Data is an increasingly valuable economic asset, fuelling innovation and economic growth in cities. High-performing cities are finding ways to turn big data into smart data, and using this to improve services, policies and infrastructure in the city.
Seoul has used data to help resolve a number of city challenges. The city’s slogan is ‘Data solves even the smallest grievances’. Three of the city’s initiatives show how Seoul has used big data to work with businesses, generate new data sets, focus on value creation and built new internal capabilities.

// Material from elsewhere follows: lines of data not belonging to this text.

//! Rendering collaborator and pointer events
//!
//! Window management is out of scope for the library. A [`Renderer`] shows
//! composited frames, samples the keyboard without blocking and forwards
//! mouse events to the single registered click handler.

use crate::error::Result;
use aoigeom::Point;
use image::RgbImage;
use std::path::PathBuf;

#[derive(Debug, Clone, Copy, PartialEq, Eq)]
pub enum PointerKind {
    LeftDown,
    RightDown,
    Move,
}

#[derive(Debug, Clone, Copy, PartialEq)]
pub struct PointerEvent {
    pub kind: PointerKind,
    pub x: i32,
    pub y: i32,
}

impl PointerEvent {
    pub fn new(kind: PointerKind, x: i32, y: i32) -> Self {
        Self { kind, x, y }
    }

    pub fn left(x: i32, y: i32) -> Self {
        Self::new(PointerKind::LeftDown, x, y)
    }

    pub fn right(x: i32, y: i32) -> Self {
        Self::new(PointerKind::RightDown, x, y)
    }

    pub fn point(&self) -> Point {
        Point::from((self.x, self.y))
    }
}

pub type ClickHandler = Box<dyn FnMut(PointerEvent) + Send>;

pub trait Renderer {
    fn show(&mut self, frame: &RgbImage) -> Result<()>;

    /// Non-blocking key sample
    fn pressed_key(&mut self) -> Option<char>;

    fn set_click_handler(&mut self, handler: ClickHandler);

    fn destroy(&mut self);
}

/// Renderer without a window: counts frames and can dump one to a PNG
pub struct HeadlessRenderer {
    snapshot_path: Option<PathBuf>,
    snapshot_every: u64,
    frames_shown: u64,
    handler: Option<ClickHandler>,
}

impl HeadlessRenderer {
    pub fn new() -> Self {
        Self {
            snapshot_path: None,
            snapshot_every: 1,
            frames_shown: 0,
            handler: None,
        }
    }

    /// Write every `every`-th shown frame to `path`
    pub fn with_snapshot(mut self, path: impl Into<PathBuf>, every: u64) -> Self {
        self.snapshot_path = Some(path.into());
        self.snapshot_every = every.max(1);
        self
    }

    pub fn frames_shown(&self) -> u64 {
        self.frames_shown
    }

    /// Feed a pointer event as if it came from a window
    pub fn inject_pointer(&mut self, event: PointerEvent) {
        if let Some(handler) = self.handler.as_mut() {
            handler(event);
        }
    }
}

impl Default for HeadlessRenderer {
    fn default() -> Self {
        Self::new()
    }
}

impl Renderer for HeadlessRenderer {
    fn show(&mut self, frame: &RgbImage) -> Result<()> {
        self.frames_shown += 1;
        if let Some(path) = &self.snapshot_path {
            if self.frames_shown % self.snapshot_every == 0 {
                frame.save(path)?;
                log::debug!("Saved frame {} to {}", self.frames_shown, path.display());
            }
        }
        Ok(())
    }

    fn pressed_key(&mut self) -> Option<char> {
        None
    }

    fn set_click_handler(&mut self, handler: ClickHandler) {
        self.handler = Some(handler);
    }

    fn destroy(&mut self) {
        self.handler = None;
        log::info!("Headless renderer closed after {} frames", self.frames_shown);
    }
}

#[cfg(test)]
mod tests {
    use super::*;
    use crossbeam::channel::unbounded;

    #[test]
    fn test_injected_pointer_reaches_handler() {
        let (tx, rx) = unbounded();
        let mut renderer = HeadlessRenderer::new();
        renderer.inject_pointer(PointerEvent::left(1, 1));
        renderer.set_click_handler(Box::new(move |e| {
            let _ = tx.send(e);
        }));
        renderer.inject_pointer(PointerEvent::right(5, 6));

        assert_eq!(rx.try_recv().unwrap(), PointerEvent::right(5, 6));
        assert!(rx.try_recv().is_err());
        assert_eq!(PointerEvent::left(3, 4).point(), Point::new(3.0, 4.0));
    }

    #[test]
    fn test_snapshot_written() {
        let path = std::env::temp_dir().join(format!("aoi-headless-{}.png", std::process::id()));
        let _ = std::fs::remove_file(&path);
        let mut renderer = HeadlessRenderer::new().with_snapshot(path.clone(), 2);
        renderer.show(&RgbImage::new(4, 4)).unwrap();
        assert!(!path.exists());
        renderer.show(&RgbImage::new(4, 4)).unwrap();
        assert!(path.exists());
        assert_eq!(renderer.frames_shown(), 2);
        let _ = std::fs::remove_file(path);
    }
}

Working with businesses to access datasets and generate solutions: Seoul’s Owl Buses
Seoul has sought to directly understand the community’s troubles and concerns using call records from the city’s information hotline and official blog which invites citizens to share their dissatisfactions. This revealed a frustration with the late-night taxi service which was considered to be too expensive and insufficiently available.
Seoul officials worked directly with a telecoms company, Korea Telecom, to design an innovative solution. Analysing the data of 3 billion late night phone calls, they mapped commuter hotspots and used this to design the bus route for Owl Buses, a new night bus service operating from midnight to 05:00.
By tracking usage, the city has been able to make improvements in the design of bus routes. The new service has been successful for Seoul: the night bus serves 5-10% more passengers than bus services running comparable routes. This has led to cost-savings for each passenger.
Encouraged by the early success of Owl Buses, the city is planning to leverage data for a range of new initiatives. For example, by analysing ten years of data containing information on road traffic, such as accident black spots, Seoul is looking to provide traffic forecasts by the hour and day.
Generating new data to solve city challenges: Seoul’s Taxi Matchmaking service
Cities are well placed for data-driven initiatives as they already collect a lot of data from school results to bus timetables and energy consumption levels. Now using sensors, even more data can be collected and analysed in real-time.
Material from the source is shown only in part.